Universal Quantum has today emerged out of stealth announcing an oversubscribed £3.6 million — or $4.5 million — seed-funding round, according to a post on the company’s Medium site. The company is set to develop its ground-breaking new quantum computing approach and compete with the world’s biggest quantum computing companies with backing from highly influential tech investors.

The UK Government’s Science Minister, Amanda Solloway MP, will announce the investment at a quantum technology industry event.

Universal Quantum’s prestigious list of investors includes Hoxton Ventures, who were early backers of Deliveroo, Village Global, backed by the likes of Bill Gates, Mark Zuckerberg and Jeff Bezos, Propagator VC, Luminous VC, 7Percent, as well as influential individuals. Investors have described Universal Quantum as having ‘the best approach to deliver on the exponential promises of quantum’.

The University of Sussex spin-out company, founded by quantum computing experts Professor Winfried Hensinger and Dr Sebastian Weidt in 2018, is intent on building the world’s first large-scale quantum computer with Hensinger as the Chief Scientist & Chairman and Weidt as the Chief Executive Officer.

“We’ve done the research, now this investment puts us on an incredibly exciting path to actually building practical quantum computers.”

“We are absolutely thrilled to have such high-calibre investors join our vision and being excited about our technology and outstanding team,” said Weidt. “We’ve done the research, now this investment puts us on an incredibly exciting path to actually building practical quantum computers.”

Hensinger and Weidt have developed a radical new approach to building a quantum computer. While some companies have created small quantum machines, Universal Quantum believes that only its technology has a realistic opportunity of being scaled up into machines large enough to unleash the huge potential of quantum computing.

“Quantum computing has the power to change the world for the better,” said Hensinger. “We are taking a small but significant step toward realizing that potential by getting started with the engineering to create practical quantum computers. While it is a major engineering challenge, our technology and approach do not rely on making major physics breakthroughs.”

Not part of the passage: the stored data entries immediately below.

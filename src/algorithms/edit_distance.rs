//! Levenshtein distance with an edit script.
//!
//! Rows index the source string, columns the target. Cell `(i, j)` holds the
//! distance between `source[..i]` and `target[..j]`. Every cell, including
//! the base row and column, is written by its own step in row-major order;
//! a backtrack phase then walks the chosen branches from `(n, m)` to the
//! origin.

use crate::step::{Choice, Op};
use crate::trace::{Recorder, Trace};

/// One operation of an edit script. Matches are not part of the script.
#[derive(Debug, Clone, Copy, PartialEq, Eq, Hash)]
#[cfg_attr(feature = "serde", derive(serde::Serialize, serde::Deserialize))]
pub enum EditOp {
    Insert(char),
    Delete(char),
    Substitute { from: char, to: char },
}

#[derive(Debug, Clone, PartialEq, Eq)]
pub struct EditResult {
    pub distance: usize,
    /// Operations turning the source into the target, left to right.
    pub script: Vec<EditOp>,
}

pub fn edit_distance(source: &str, target: &str) -> Trace<EditResult> {
    let s: Vec<char> = source.chars().collect();
    let t: Vec<char> = target.chars().collect();
    let (n, m) = (s.len(), t.len());
    let mut rec = Recorder::new();
    if n == 0 && m == 0 {
        return rec.finish(EditResult {
            distance: 0,
            script: Vec::new(),
        });
    }

    let mut grid = Grid::new(n, m);
    for j in 0..=m {
        let c = if j == 0 { Choice::Base } else { Choice::Insert };
        grid.write(&mut rec, &s, &t, (0, j), j as i64, c);
    }
    for i in 1..=n {
        grid.write(&mut rec, &s, &t, (i, 0), i as i64, Choice::Delete);
        for j in 1..=m {
            let (value, c) = if s[i - 1] == t[j - 1] {
                (grid.dist[i - 1][j - 1], Choice::Match)
            } else {
                // ties prefer substitute, then delete, then insert
                [
                    (grid.dist[i - 1][j - 1] + 1, Choice::Substitute),
                    (grid.dist[i - 1][j] + 1, Choice::Delete),
                    (grid.dist[i][j - 1] + 1, Choice::Insert),
                ]
                .into_iter()
                .min_by_key(|&(v, _)| v)
                .unwrap_or((0, Choice::Base))
            };
            grid.write(&mut rec, &s, &t, (i, j), value, c);
        }
    }

    let distance = grid.dist[n][m] as usize;
    let mut script = Vec::new();
    let (mut i, mut j) = (n, m);
    loop {
        let c = grid.choice[i][j];
        rec.push(
            Op::Backtrack {
                row: i,
                col: j,
                choice: c,
            },
            format!("Backtrack through ({i}, {j}): {c:?}"),
        );
        match c {
            Choice::Base => break,
            Choice::Match => {
                i -= 1;
                j -= 1;
            }
            Choice::Substitute => {
                script.push(EditOp::Substitute {
                    from: s[i - 1],
                    to: t[j - 1],
                });
                i -= 1;
                j -= 1;
            }
            Choice::Delete => {
                script.push(EditOp::Delete(s[i - 1]));
                i -= 1;
            }
            Choice::Insert => {
                script.push(EditOp::Insert(t[j - 1]));
                j -= 1;
            }
            _ => break,
        }
    }
    script.reverse();
    rec.finish(EditResult { distance, script })
}

struct Grid {
    dist: Vec<Vec<i64>>,
    choice: Vec<Vec<Choice>>,
}

impl Grid {
    fn new(n: usize, m: usize) -> Self {
        Self {
            dist: vec![vec![0; m + 1]; n + 1],
            choice: vec![vec![Choice::Base; m + 1]; n + 1],
        }
    }

    fn write(
        &mut self,
        rec: &mut Recorder,
        s: &[char],
        t: &[char],
        (row, col): (usize, usize),
        value: i64,
        choice: Choice,
    ) {
        self.dist[row][col] = value;
        self.choice[row][col] = choice;
        rec.push(
            Op::TableWrite {
                row,
                col,
                value,
                choice,
            },
            describe(s, t, row, col, value, choice),
        );
    }
}

fn describe(s: &[char], t: &[char], row: usize, col: usize, value: i64, c: Choice) -> String {
    match c {
        Choice::Base => "dp[0][0] = 0".to_string(),
        Choice::Match => format!(
            "dp[{row}][{col}] = {value}: '{}' matches, take the diagonal",
            s[row - 1]
        ),
        Choice::Substitute => format!(
            "dp[{row}][{col}] = {value}: substitute '{}' with '{}'",
            s[row - 1],
            t[col - 1]
        ),
        Choice::Delete if col == 0 => format!("dp[{row}][0] = {value}: delete {row} characters"),
        Choice::Delete => format!("dp[{row}][{col}] = {value}: delete '{}'", s[row - 1]),
        Choice::Insert if row == 0 => format!("dp[0][{col}] = {value}: insert {col} characters"),
        Choice::Insert => format!("dp[{row}][{col}] = {value}: insert '{}'", t[col - 1]),
        _ => format!("dp[{row}][{col}] = {value}"),
    }
}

Key to Universal Quantum’s appeal are some fundamental differences in its approach to building a large-scale quantum computer compared to the rest of the field. Competing approaches may require billions of laser beams for calculations, operate at extremely cold temperatures marginally above absolute zero (-273C), which can prohibit scaling up to many quantum bits (qubits), and complex engineering to connect individual quantum computing modules through optical fibre links.

Universal Quantum, however, has developed technology based on trapped ions (charged atoms) to carry out calculations using well-established microwave technology, such as that used in mobile phones, removing the need for a prohibitive number of laser beams. It substantially reduces the necessary cooling requirements, allowing to operate at a much easier to obtain temperature of (-200C) which is critical in making quantum computers far more practical and capable of operating millions of qubits. It has also developed a unique modular approach based on fast electric-field links connecting individual modules, enabling the company to scale-up to practical quantum computers that are able to process millions of qubits.

The team’s combined experience and unique take on quantum technology was attractive to the funders, according to several members of the venture capital firms investing in Universal Quantum.

“When we looked for a quantum computing team to invest in it was very clear that Winfried and Seb not only had the experience to deliver on such a technical challenge but have the vision to do so,” said Andrew J. Scott, a founding partner at 7percent ventures.  “This will be a step change for science, equivalent in impact to the invention of the microprocessor or the internet. It’s just the sort of big idea at 7percent Ventures we love to back.”

Lomax Ward from Luminous VC  echoed Scott’s statement.

“Quantum computing will unlock seismic changes for both this generation and the next,” said Ward. “We are delighted to be partnering with two visionary scientists and founders in Prof Winfried Hensinger and Dr Sebastian Weidt in their mission to crack quantum computing at scale. Luminous Ventures exists for investments like this.”

Providing capital to this tech firm should also have ramifications for the university and its host community, according to Professor Adam Tickell, Vice Chancellor of the University of Sussex.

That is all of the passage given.